Chapter 1
The opening chapter, which is almost a prose poem, introduces us to two adjacent country sides near the South African village of Ixopo—countrysides which represent the two worlds of the novel. Rich damp matted grass on the upland is an indication of the well-tended ground of a well-to-do white farmer. Desolate red soil in the valley, eroded and over-grazed and burned by many fires, is the context of the poor Africans living nearby. So poor has the soil become that most black people have moved away. The drama of the novel grows out of the co-existence of these two South Africas. In many parts of the novel, too, there is an underlying sense that a good use of the soil is related to the health of human society.

Chapter 2
We are introduced to the Reverend Stephen Kumalo, the novel's main character. He is the priest of the impoverished parish at Ndotsheni, near Ixopo. A child brings from the storekeeper a letter from Johannesburg. A letter is something rare and momentous, and Stephen and his wife open it with trepidation: his brother John, his younger sister Gertrude, and, most important, their only child, Absalom, have all gone to the big city, and none of them has returned. The letter is from a fellow priest, Theophilus Msimangu, who says that Gertrude is "very sick"; he asks Stephen to come to Johannesburg quickly. Stephen does not know Msimangu and he has never been to Johannesburg. But, after moments of tension in which the pain of their son's absence flows to the surface, Stephen decides, partly prompted by his wife, that he must go at once.

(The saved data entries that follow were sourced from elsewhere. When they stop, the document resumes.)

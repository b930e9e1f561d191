//! Label encoding for categorical columns.
//!
//! An encoder is fitted once on a training column and never changes. Codes are
//! positions in the sorted, deduplicated vocabulary, so the ordered class list
//! *is* the encoder: persisting it and reloading it reproduces every code.

use clap::ValueEnum;
use serde::{Deserialize, Serialize};

use crate::codec::CodecError;

/// The five categorical columns of the flight dataset.
#[derive(Debug, Clone, Copy, PartialEq, Eq, Hash, Serialize, Deserialize, ValueEnum)]
#[serde(rename_all = "snake_case")]
pub enum CategoricalColumn {
    Airline,
    Source,
    Destination,
    #[value(name = "stops", alias = "number-of-stops")]
    NumberOfStops,
    Class,
}

impl CategoricalColumn {
    /// Feature-vector order.
    pub const ALL: [CategoricalColumn; 5] = [
        CategoricalColumn::Airline,
        CategoricalColumn::Source,
        CategoricalColumn::Destination,
        CategoricalColumn::NumberOfStops,
        CategoricalColumn::Class,
    ];

    /// Column header in the training CSV.
    pub fn header(self) -> &'static str {
        match self {
            CategoricalColumn::Airline => "Airline",
            CategoricalColumn::Source => "Source",
            CategoricalColumn::Destination => "Destination",
            CategoricalColumn::NumberOfStops => "Number of Stops",
            CategoricalColumn::Class => "Class",
        }
    }

    /// File name of the persisted encoder.
    pub fn artifact_file_name(self) -> &'static str {
        match self {
            CategoricalColumn::Airline => "airline_encoder.json",
            CategoricalColumn::Source => "source_encoder.json",
            CategoricalColumn::Destination => "destination_encoder.json",
            CategoricalColumn::NumberOfStops => "number_of_stops_encoder.json",
            CategoricalColumn::Class => "class_encoder.json",
        }
    }
}

/// Immutable string → code mapping for one column.
#[derive(Debug, Clone, PartialEq, Eq)]
pub struct CategoryEncoder {
    column: CategoricalColumn,
    classes: Vec<String>,
}

impl CategoryEncoder {
    /// Fit on the observed values of a column: dedupe, sort, number from 0.
    pub fn fit<I, S>(column: CategoricalColumn, values: I) -> Result<Self, CodecError>
    where
        I: IntoIterator<Item = S>,
        S: AsRef<str>,
    {
        let mut classes: Vec<String> = values.into_iter().map(|v| v.as_ref().to_string()).collect();
        classes.sort_unstable();
        classes.dedup();
        if classes.is_empty() {
            return Err(CodecError::EmptyVocabulary {
                column: column.header().to_string(),
            });
        }
        Ok(Self { column, classes })
    }

    /// Rebuild an encoder from a persisted class list.
    ///
    /// The list must be strictly ascending; anything else would silently remap
    /// codes relative to the model that was trained against it.
    pub fn from_classes(column: CategoricalColumn, classes: Vec<String>) -> Result<Self, CodecError> {
        if classes.is_empty() {
            return Err(CodecError::EmptyVocabulary {
                column: column.header().to_string(),
            });
        }
        if let Some(position) = classes.windows(2).position(|w| w[0] >= w[1]) {
            return Err(CodecError::UnsortedVocabulary {
                column: column.header().to_string(),
                position: position + 1,
            });
        }
        Ok(Self { column, classes })
    }

    pub fn column(&self) -> CategoricalColumn {
        self.column
    }

    /// Code of a known value.
    pub fn encode(&self, value: &str) -> Result<usize, CodecError> {
        self.classes
            .binary_search_by(|class| class.as_str().cmp(value))
            .map_err(|_| CodecError::UnknownCategory {
                column: self.column.header().to_string(),
                value: value.to_string(),
            })
    }

    /// Value of a known code.
    pub fn decode(&self, code: usize) -> Result<&str, CodecError> {
        self.classes
            .get(code)
            .map(String::as_str)
            .ok_or_else(|| CodecError::UnknownCode {
                column: self.column.header().to_string(),
                code,
                size: self.classes.len(),
            })
    }

    /// Known values in code order (for populating selection lists).
    pub fn vocabulary(&self) -> &[String] {
        &self.classes
    }

    pub fn len(&self) -> usize {
        self.classes.len()
    }

    pub fn is_empty(&self) -> bool {
        self.classes.is_empty()
    }
}

#[cfg(test)]
mod tests {
    use super::*;

    #[test]
    fn fit_sorts_and_dedupes() {
        let enc = CategoryEncoder::fit(CategoricalColumn::Airline, ["B", "A", "C", "A"]).unwrap();
        assert_eq!(enc.vocabulary(), ["A", "B", "C"]);
        assert_eq!(enc.encode("A").unwrap(), 0);
        assert_eq!(enc.encode("B").unwrap(), 1);
        assert_eq!(enc.encode("C").unwrap(), 2);
    }

    #[test]
    fn unknown_value_is_rejected() {
        let enc = CategoryEncoder::fit(CategoricalColumn::Airline, ["B", "A", "C", "A"]).unwrap();
        let err = enc.encode("Z").unwrap_err();
        assert_eq!(
            err,
            CodecError::UnknownCategory {
                column: "Airline".to_string(),
                value: "Z".to_string(),
            }
        );
    }

    #[test]
    fn ordering_is_bytewise() {
        // Uppercase sorts before lowercase, digits before letters.
        let enc = CategoryEncoder::fit(CategoricalColumn::NumberOfStops, ["non-stop", "1-stop", "2+-stops", "Non-stop"])
            .unwrap();
        assert_eq!(enc.vocabulary(), ["1-stop", "2+-stops", "Non-stop", "non-stop"]);
    }

    #[test]
    fn decode_inverts_encode() {
        let enc = CategoryEncoder::fit(CategoricalColumn::Class, ["Economy", "Business", "First"]).unwrap();
        for value in ["Business", "Economy", "First"] {
            let code = enc.encode(value).unwrap();
            assert_eq!(enc.decode(code).unwrap(), value);
        }
        assert!(matches!(enc.decode(3), Err(CodecError::UnknownCode { code: 3, size: 3, .. })));
    }

    #[test]
    fn empty_column_cannot_be_fitted() {
        let values: [&str; 0] = [];
        assert!(matches!(
            CategoryEncoder::fit(CategoricalColumn::Source, values),
            Err(CodecError::EmptyVocabulary { .. })
        ));
    }

    #[test]
    fn from_classes_requires_strict_order() {
        let ok = CategoryEncoder::from_classes(CategoricalColumn::Source, vec!["YUL".into(), "YVR".into(), "YYZ".into()]);
        assert!(ok.is_ok());

        let unsorted = CategoryEncoder::from_classes(CategoricalColumn::Source, vec!["YVR".into(), "YUL".into()]);
        assert!(matches!(unsorted, Err(CodecError::UnsortedVocabulary { position: 1, .. })));

        let duplicated = CategoryEncoder::from_classes(CategoricalColumn::Source, vec!["YUL".into(), "YUL".into()]);
        assert!(duplicated.is_err());
    }
}
//! Input/output helpers.
//!
//! - training CSV ingest + validation (`ingest`)
//! - persisted model/encoder artifacts (`artifacts`)

pub mod artifacts;
pub mod ingest;

pub use artifacts::*;
pub use ingest::*;
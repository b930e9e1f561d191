use std::process::ExitCode;

fn main() -> ExitCode {
    match airfare::app::run() {
        Ok(()) => ExitCode::SUCCESS,
        Err(err) => {
            eprintln!("{err}");
            ExitCode::from(err.exit_code())
        }
    }
}
//! Domain types used throughout the pipeline.
//!
//! This module defines:
//!
//! - the logical flight shape shared by training and serving (`FlightRecord`)
//! - the serving-time query (`QueryInput`)
//! - resolved run configuration (`TrainConfig`)

pub mod types;

pub use types::*;
//! Feature codec shared by training and serving.
//!
//! Everything that turns a flight into model input lives here, once:
//!
//! - stopover duration literals → minutes (`duration`)
//! - 12-hour clock text and date text → integer fields (`clock`)
//! - categorical label encoding (`encoder`)
//! - the fixed 14-field feature layout (`assembler`)
//!
//! The training job and the serving context both call into this module, so a
//! record produces the same vector no matter where it came from.

pub mod assembler;
pub mod clock;
pub mod duration;
pub mod encoder;

pub use assembler::*;
pub use clock::*;
pub use duration::*;
pub use encoder::*;

/// Errors raised while encoding flights into features.
#[derive(Debug, Clone, PartialEq, Eq, thiserror::Error)]
pub enum CodecError {
    #[error("Unknown category for `{column}`: '{value}' was not seen during training")]
    UnknownCategory { column: String, value: String },
    #[error("Unknown code for `{column}`: {code} (vocabulary size {size})")]
    UnknownCode { column: String, code: usize, size: usize },
    #[error("Cannot fit encoder for `{column}`: column has no values")]
    EmptyVocabulary { column: String },
    #[error("Vocabulary for `{column}` is not strictly ascending at position {position}")]
    UnsortedVocabulary { column: String, position: usize },
    #[error("Invalid clock time '{0}'. Expected `h:mm AM|PM`.")]
    InvalidClock(String),
    #[error("Invalid date '{0}'. Expected one of: YYYY-MM-DD, DD/MM/YYYY, DD-MM-YYYY, YYYY/MM/DD.")]
    InvalidDate(String),
}
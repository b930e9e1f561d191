//! Formatted terminal output for training runs, predictions and vocabularies.
//!
//! Formatting is kept out of the pipeline so the library never prints.

pub mod format;

pub use format::*;
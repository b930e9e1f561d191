//! Command-line parsing for the `fare` price predictor.
//!
//! Parsing and dispatch live apart from the codec and model code; `app` turns
//! these structs into library calls.

use std::path::PathBuf;

use chrono::{NaiveDate, NaiveTime};
use clap::{Args, Parser, Subcommand};

use crate::codec::{CategoricalColumn, parse_clock_12h};
use crate::domain::MAX_DAYS_LEFT;

/// Top-level CLI.
#[derive(Debug, Parser)]
#[command(name = "fare", version, about = "Airline ticket price predictor")]
pub struct Cli {
    #[command(subcommand)]
    pub command: Command,
}

#[derive(Debug, Subcommand)]
pub enum Command {
    /// Fit encoders and the price model on a flight CSV and write the artifacts.
    Train(TrainArgs),
    /// Predict the price of one flight from saved artifacts.
    Predict(PredictArgs),
    /// List the known values of the categorical inputs.
    Vocab(VocabArgs),
    /// Write a synthetic flight-price CSV.
    Synth(SynthArgs),
}

/// Where artifacts are read from or written to.
#[derive(Debug, Args, Clone)]
pub struct ArtifactArgs {
    #[arg(long = "artifacts", env = "FARE_ARTIFACT_DIR", default_value = "model", value_name = "DIR")]
    pub dir: PathBuf,
}

#[derive(Debug, Args, Clone)]
pub struct TrainArgs {
    /// Training CSV (scraped flight-price layout).
    #[arg(long, value_name = "CSV")]
    pub data: PathBuf,

    #[command(flatten)]
    pub artifacts: ArtifactArgs,

    /// Seed for the train/test split.
    #[arg(long, default_value_t = 42)]
    pub seed: u64,

    /// Held-out fraction for the MAE report.
    #[arg(long, default_value_t = 0.2)]
    pub test_size: f64,

    /// Number of boosting rounds.
    #[arg(long, default_value_t = 100)]
    pub estimators: usize,

    #[arg(long, default_value_t = 6)]
    pub max_depth: u32,

    #[arg(long, default_value_t = 0.1)]
    pub learning_rate: f64,
}

#[derive(Debug, Args, Clone)]
pub struct PredictArgs {
    #[arg(long)]
    pub airline: String,

    /// Origin airport.
    #[arg(long)]
    pub source: String,

    #[arg(long)]
    pub destination: String,

    /// Stop category exactly as in the training data (e.g. "non-stop", "1-stop").
    #[arg(long)]
    pub stops: String,

    /// Cabin class (e.g. "Economy", "Business").
    #[arg(long)]
    pub class: String,

    /// Departure time, `HH:MM` (24h) or `h:MM AM/PM`.
    #[arg(long, value_parser = parse_clock_arg)]
    pub departure: NaiveTime,

    /// Arrival time, `HH:MM` (24h) or `h:MM AM/PM`.
    #[arg(long, value_parser = parse_clock_arg)]
    pub arrival: NaiveTime,

    /// Flight date, `YYYY-MM-DD`.
    #[arg(long, value_parser = parse_date_arg)]
    pub date: NaiveDate,

    /// Total stopover time, e.g. "3h 25m" or "45m".
    #[arg(long, default_value = "0")]
    pub stopover: String,

    /// Days between booking and departure.
    #[arg(long, default_value_t = 30, value_parser = clap::value_parser!(i64).range(0..=MAX_DAYS_LEFT))]
    pub days_left: i64,

    #[command(flatten)]
    pub artifacts: ArtifactArgs,
}

#[derive(Debug, Args, Clone)]
pub struct VocabArgs {
    /// Only list this column.
    #[arg(long, value_enum)]
    pub column: Option<CategoricalColumn>,

    #[command(flatten)]
    pub artifacts: ArtifactArgs,
}

#[derive(Debug, Args, Clone)]
pub struct SynthArgs {
    #[arg(long, default_value_t = 1000)]
    pub rows: usize,

    #[arg(long, default_value_t = 42)]
    pub seed: u64,

    /// Output CSV path.
    #[arg(long, value_name = "CSV")]
    pub out: PathBuf,
}

fn parse_clock_arg(s: &str) -> Result<NaiveTime, String> {
    NaiveTime::parse_from_str(s.trim(), "%H:%M")
        .or_else(|_| parse_clock_12h(s))
        .map_err(|_| format!("expected HH:MM or h:MM AM/PM, got '{s}'"))
}

fn parse_date_arg(s: &str) -> Result<NaiveDate, String> {
    NaiveDate::parse_from_str(s.trim(), "%Y-%m-%d").map_err(|e| format!("expected YYYY-MM-DD ({e})"))
}
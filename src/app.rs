//! Top-level application orchestration.
//!
//! `src/main.rs` stays tiny; this module is the "real main" that:
//! - loads `.env` and sets up logging
//! - parses CLI arguments
//! - dispatches to training, prediction, vocabulary listing or data synthesis
//! - prints reports

use std::fs::File;
use std::io::BufWriter;

use clap::Parser;
use tracing::info;
use tracing_subscriber::EnvFilter;

use crate::cli::{Cli, Command, PredictArgs, SynthArgs, TrainArgs, VocabArgs};
use crate::codec::CategoricalColumn;
use crate::data::{SynthConfig, generate_flights, write_flights_csv};
use crate::domain::{ModelParams, QueryInput, TrainConfig};
use crate::error::AppError;
use crate::serve::ServingContext;

pub mod pipeline;

/// Entry point for the `fare` binary.
pub fn run() -> Result<(), AppError> {
    // A missing .env is normal.
    let _ = dotenvy::dotenv();
    init_logging();

    let cli = Cli::parse();
    match cli.command {
        Command::Train(args) => handle_train(&args),
        Command::Predict(args) => handle_predict(args),
        Command::Vocab(args) => handle_vocab(&args),
        Command::Synth(args) => handle_synth(&args),
    }
}

/// Logs go to stderr so stdout carries only results. `RUST_LOG` overrides the
/// default `info` level.
fn init_logging() {
    let filter = EnvFilter::try_from_default_env().unwrap_or_else(|_| EnvFilter::new("info"));
    let _ = tracing_subscriber::fmt()
        .with_env_filter(filter)
        .with_writer(std::io::stderr)
        .try_init();
}

fn handle_train(args: &TrainArgs) -> Result<(), AppError> {
    let config = train_config_from_args(args);
    let run = pipeline::run_training(&config)?;
    println!("{}", crate::report::format_training_summary(&run, &config));
    Ok(())
}

fn handle_predict(args: PredictArgs) -> Result<(), AppError> {
    let ctx = ServingContext::load(&args.artifacts.dir)?;
    let query = QueryInput {
        airline: args.airline,
        source: args.source,
        destination: args.destination,
        number_of_stops: args.stops,
        class: args.class,
        departure: args.departure,
        arrival: args.arrival,
        flight_date: args.date,
        total_stopover: args.stopover,
        days_left: args.days_left,
    };
    let price = ctx.predict(&query)?;
    println!("{}", crate::report::format_prediction(price));
    println!("{}", crate::report::format_model_accuracy(ctx.evaluation()));
    Ok(())
}

fn handle_vocab(args: &VocabArgs) -> Result<(), AppError> {
    let codec = crate::io::artifacts::load_codec(&args.artifacts.dir)?;
    let columns: Vec<CategoricalColumn> = match args.column {
        Some(column) => vec![column],
        None => CategoricalColumn::ALL.to_vec(),
    };
    let text = crate::report::format_vocabulary(
        columns
            .into_iter()
            .map(|column| (column, codec.encoder(column).vocabulary())),
    );
    print!("{text}");
    Ok(())
}

fn handle_synth(args: &SynthArgs) -> Result<(), AppError> {
    let flights = generate_flights(&SynthConfig::new(args.rows, args.seed))?;
    let file = File::create(&args.out)
        .map_err(|e| AppError::new(2, format!("Failed to create '{}': {e}", args.out.display())))?;
    write_flights_csv(BufWriter::new(file), &flights)?;
    info!(rows = flights.len(), path = %args.out.display(), "wrote synthetic dataset");
    Ok(())
}

pub fn train_config_from_args(args: &TrainArgs) -> TrainConfig {
    TrainConfig {
        data_path: args.data.clone(),
        artifact_dir: args.artifacts.dir.clone(),
        test_size: args.test_size,
        params: ModelParams {
            n_estimators: args.estimators,
            max_depth: args.max_depth,
            learning_rate: args.learning_rate,
            seed: args.seed,
            ..ModelParams::default()
        },
    }
}
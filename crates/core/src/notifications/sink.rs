//! Notification sink trait and implementations.

use std::sync::{Arc, Mutex};

use super::notifications_model::{NewNotification, Notification};

/// Trait through which producers publish notifications.
///
/// Producers (achievements, guardrails, summaries, scorecards) depend on this
/// abstraction only, never on the concrete service.
///
/// # Design Rules
///
/// - `notify()` never fails the producer: storage errors are logged by the
///   implementation and reported as `None`
/// - Delivery to out-of-app channels happens behind this call
pub trait NotificationSink: Send + Sync {
    /// Publish one notification for `user_id`.
    fn notify(&self, user_id: &str, notification: NewNotification) -> Option<Notification>;
}

/// No-op implementation for contexts that don't need notifications.
#[derive(Clone, Default)]
pub struct NoOpNotificationSink;

impl NotificationSink for NoOpNotificationSink {
    fn notify(&self, _user_id: &str, _notification: NewNotification) -> Option<Notification> {
        None
    }
}

/// Mock sink for testing - collects published notifications.
#[derive(Clone, Default)]
pub struct MockNotificationSink {
    published: Arc<Mutex<Vec<(String, NewNotification)>>>,
}

impl MockNotificationSink {
    pub fn new() -> Self {
        Self::default()
    }

    /// Returns all collected `(user_id, notification)` pairs.
    pub fn published(&self) -> Vec<(String, NewNotification)> {
        self.published.lock().unwrap().clone()
    }

    /// Returns the collected notifications for one user.
    pub fn for_user(&self, user_id: &str) -> Vec<NewNotification> {
        self.published
            .lock()
            .unwrap()
            .iter()
            .filter(|(u, _)| u == user_id)
            .map(|(_, n)| n.clone())
            .collect()
    }

    pub fn clear(&self) {
        self.published.lock().unwrap().clear();
    }

    pub fn len(&self) -> usize {
        self.published.lock().unwrap().len()
    }

    pub fn is_empty(&self) -> bool {
        self.published.lock().unwrap().is_empty()
    }
}

impl NotificationSink for MockNotificationSink {
    fn notify(&self, user_id: &str, notification: NewNotification) -> Option<Notification> {
        let stored = notification.clone().into_notification(
            format!("mock-{}", self.len() + 1),
            user_id,
            chrono::Utc::now(),
        );
        self.published
            .lock()
            .unwrap()
            .push((user_id.to_string(), notification));
        Some(stored)
    }
}
//! Core error types for the Finsight engine.
//!
//! This module defines storage-agnostic error types. Storage-specific errors
//! are converted to these types by the storage layer.

use std::num::{ParseFloatError, ParseIntError};
use thiserror::Error;

/// Type alias for Result using our Error type.
pub type Result<T> = std::result::Result<T, Error>;

/// Root error type for the insight engine.
///
/// Storage failures are wrapped in string form to keep this type independent
/// of any particular persistence technology.
#[derive(Error, Debug)]
pub enum Error {
    #[error("Database operation failed: {0}")]
    Database(#[from] DatabaseError),

    #[error("Input validation failed: {0}")]
    Validation(#[from] ValidationError),

    #[error("Invalid configuration value: {0}")]
    InvalidConfigValue(String),
}

/// Storage-agnostic error type for repository operations.
#[derive(Error, Debug)]
pub enum DatabaseError {
    /// A stored record could not be (de)serialized.
    #[error("Serialization failed: {0}")]
    Serialization(String),

    /// Internal/unexpected store error.
    #[error("Internal database error: {0}")]
    Internal(String),
}

/// Validation errors for user input and data parsing.
#[derive(Error, Debug)]
pub enum ValidationError {
    #[error("Failed to parse number: {0}")]
    NumberParse(#[from] ParseFloatError),

    #[error("Failed to parse integer: {0}")]
    IntegerParse(#[from] ParseIntError),

    #[error("Required field '{0}' is missing")]
    MissingField(String),
}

They scrape together what little money they have; much of it had been saved for the day—clearly never to occur—when Absalom would return home and go to high school. "All roads lead to Johannesburg." Stephen prays in his church and prepares for the long train journey. His wife endures it all, suffering in silence.

Chapter 3
Stephen waits for the little train that will take him on the first leg of his journey. The narrator speaks of the beauty of the hills, the richness of the vegetation, and the sense of mystery conjured up by the mist (Paton was an ardent naturalist); but his chief concern is to take us inside the mind of Stephen, which is dwelling on very different matters: his worry about his sister and, more deeply, his son, and his anxiety about the big city of which he has heard so much. A friend asks Stephen to enquire after someone who had gone to Springs (near Johannesburg) but has ceased writing letters home—yet another instance of the way the big city seems to dismantle families. Stephen gets into the train, saying something—which will give people (who in any case respect the pastor, the 'umfundisi') a sense that he knows Johannesburg well. But beneath this little act of vanity, which he regrets, there are his deep fears of the unknown world he is about to enter, and his unformulated sense that the secure world that he knows is "is slipping away, dying". Humbly, he takes refuge in his "sacred book".